[Records excerpted from a collection]
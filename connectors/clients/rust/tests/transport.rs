// SPDX-License-Identifier: PMPL-1.0-or-later
// Copyright (c) 2026 Jonathan D.A. Jewell (hyperpolymath) <j.d.a.jewell@open.ac.uk>

//! Transport behaviour: auth headers, error mapping, empty bodies, timeouts.

mod common;

use std::time::Duration;

use serde_json::json;
use struai_client::{ApiErrorKind, ClientConfig, StruAiClient, StruAiError};
use wiremock::matchers::{header, method, path, query_param};
use wiremock::{Mock, MockServer, ResponseTemplate};

use common::{client_for, project_path};

#[tokio::test]
async fn sends_bearer_token_and_parses_list() {
    let server = MockServer::start().await;
    Mock::given(method("GET"))
        .and(path("/v1/projects"))
        .and(header("authorization", "Bearer sk-test"))
        .and(header("accept", "application/json"))
        .and(query_param("limit", "5"))
        .respond_with(ResponseTemplate::new(200).set_body_json(json!({
            "projects": [
                {"id": "proj_1", "name": "Tower A", "sheets_count": 12},
                {"id": "proj_2", "name": "Podium", "description": "Levels B1-2"}
            ]
        })))
        .expect(1)
        .mount(&server)
        .await;

    let projects = client_for(&server).projects().list(Some(5)).await.unwrap();
    assert_eq!(projects.len(), 2);
    assert_eq!(projects[0].sheets_count, 12);
    assert_eq!(projects[1].description.as_deref(), Some("Levels B1-2"));
}

#[tokio::test]
async fn api_error_carries_status_code_and_request_id() {
    let server = MockServer::start().await;
    Mock::given(method("GET"))
        .and(path("/v1/projects/missing"))
        .respond_with(
            ResponseTemplate::new(404)
                .insert_header("x-request-id", "req_42")
                .set_body_json(json!({
                    "error": {"message": "Project not found", "code": "project_not_found"}
                })),
        )
        .mount(&server)
        .await;

    let err = client_for(&server)
        .projects()
        .get("missing")
        .await
        .unwrap_err();
    assert!(err.is_not_found());
    match err {
        StruAiError::Api {
            status,
            code,
            message,
            request_id,
            retry_after,
        } => {
            assert_eq!(status, 404);
            assert_eq!(code.as_deref(), Some("project_not_found"));
            assert_eq!(message, "Project not found");
            assert_eq!(request_id.as_deref(), Some("req_42"));
            assert_eq!(retry_after, None);
        }
        other => panic!("expected API error, got {other:?}"),
    }
}

#[tokio::test]
async fn rate_limit_exposes_retry_after() {
    let server = MockServer::start().await;
    Mock::given(method("GET"))
        .and(path("/v1/projects"))
        .respond_with(
            ResponseTemplate::new(429)
                .insert_header("retry-after", "7")
                .set_body_string("slow down"),
        )
        .mount(&server)
        .await;

    let err = client_for(&server).projects().list(None).await.unwrap_err();
    assert_eq!(err.api_kind(), Some(ApiErrorKind::RateLimit));
    assert!(matches!(
        err,
        StruAiError::Api { retry_after: Some(7), ref message, .. } if message == "slow down"
    ));
}

#[tokio::test]
async fn no_content_delete_is_none() {
    let server = MockServer::start().await;
    Mock::given(method("DELETE"))
        .and(path(project_path("sheets/S111")))
        .respond_with(ResponseTemplate::new(204))
        .expect(1)
        .mount(&server)
        .await;

    let project = client_for(&server).projects().open("proj", None).unwrap();
    let deleted = project.sheets().delete("S111").await.unwrap();
    assert!(deleted.is_none());
}

#[tokio::test]
async fn delete_with_body_is_decoded() {
    let server = MockServer::start().await;
    Mock::given(method("DELETE"))
        .and(path("/v1/projects/proj_9"))
        .respond_with(
            ResponseTemplate::new(200).set_body_json(json!({"deleted": true, "project_id": "proj_9"})),
        )
        .mount(&server)
        .await;

    let deleted = client_for(&server)
        .projects()
        .delete("proj_9")
        .await
        .unwrap()
        .unwrap();
    assert!(deleted.deleted);
    assert_eq!(deleted.id.as_deref(), Some("proj_9"));
}

#[tokio::test]
async fn malformed_json_is_a_decode_error() {
    let server = MockServer::start().await;
    Mock::given(method("GET"))
        .and(path("/v1/projects"))
        .respond_with(ResponseTemplate::new(200).set_body_string("{\"projects\": ["))
        .mount(&server)
        .await;

    let err = client_for(&server).projects().list(None).await.unwrap_err();
    assert!(matches!(err, StruAiError::Decode(_)), "got {err:?}");
}

#[tokio::test]
async fn slow_response_times_out() {
    let server = MockServer::start().await;
    Mock::given(method("GET"))
        .and(path("/v1/projects"))
        .respond_with(
            ResponseTemplate::new(200)
                .set_body_json(json!({"projects": []}))
                .set_delay(Duration::from_secs(3)),
        )
        .mount(&server)
        .await;

    let config = ClientConfig::new("sk-test")
        .with_base_url(format!("{}/v1", server.uri()))
        .with_timeout(Duration::from_millis(200));
    let client = StruAiClient::new(config).unwrap();

    let err = client.projects().list(None).await.unwrap_err();
    assert!(matches!(err, StruAiError::Timeout(_)), "got {err:?}");
    assert!(err.is_transport());
}

#[tokio::test]
async fn refused_connection_is_a_network_error() {
    let client = StruAiClient::new(ClientConfig::new("sk-test").with_base_url("http://127.0.0.1:1/v1"))
        .unwrap();
    let err = client.projects().list(None).await.unwrap_err();
    assert!(matches!(err, StruAiError::Network(_)), "got {err:?}");
}

#[tokio::test]
async fn blank_identifiers_fail_before_any_request() {
    let server = MockServer::start().await;
    let client = client_for(&server);

    assert!(matches!(
        client.projects().get("  ").await,
        Err(StruAiError::Validation(_))
    ));
    assert!(matches!(
        client.drawings().get("").await,
        Err(StruAiError::Validation(_))
    ));
    assert_eq!(common::request_count(&server).await, 0);
}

WHAT IS NEEDED: Report back every line of the entries in which "deleted" occurs.

SOLVED EXERCISE:
    let deleted = project.sheets().delete("S111").await.unwrap();
    assert!(deleted.is_none());
            ResponseTemplate::new(200).set_body_json(json!({"deleted": true, "project_id": "proj_9"})),
    let deleted = client_for(&server)
    assert!(deleted.deleted);
    assert_eq!(deleted.id.as_deref(), Some("proj_9"));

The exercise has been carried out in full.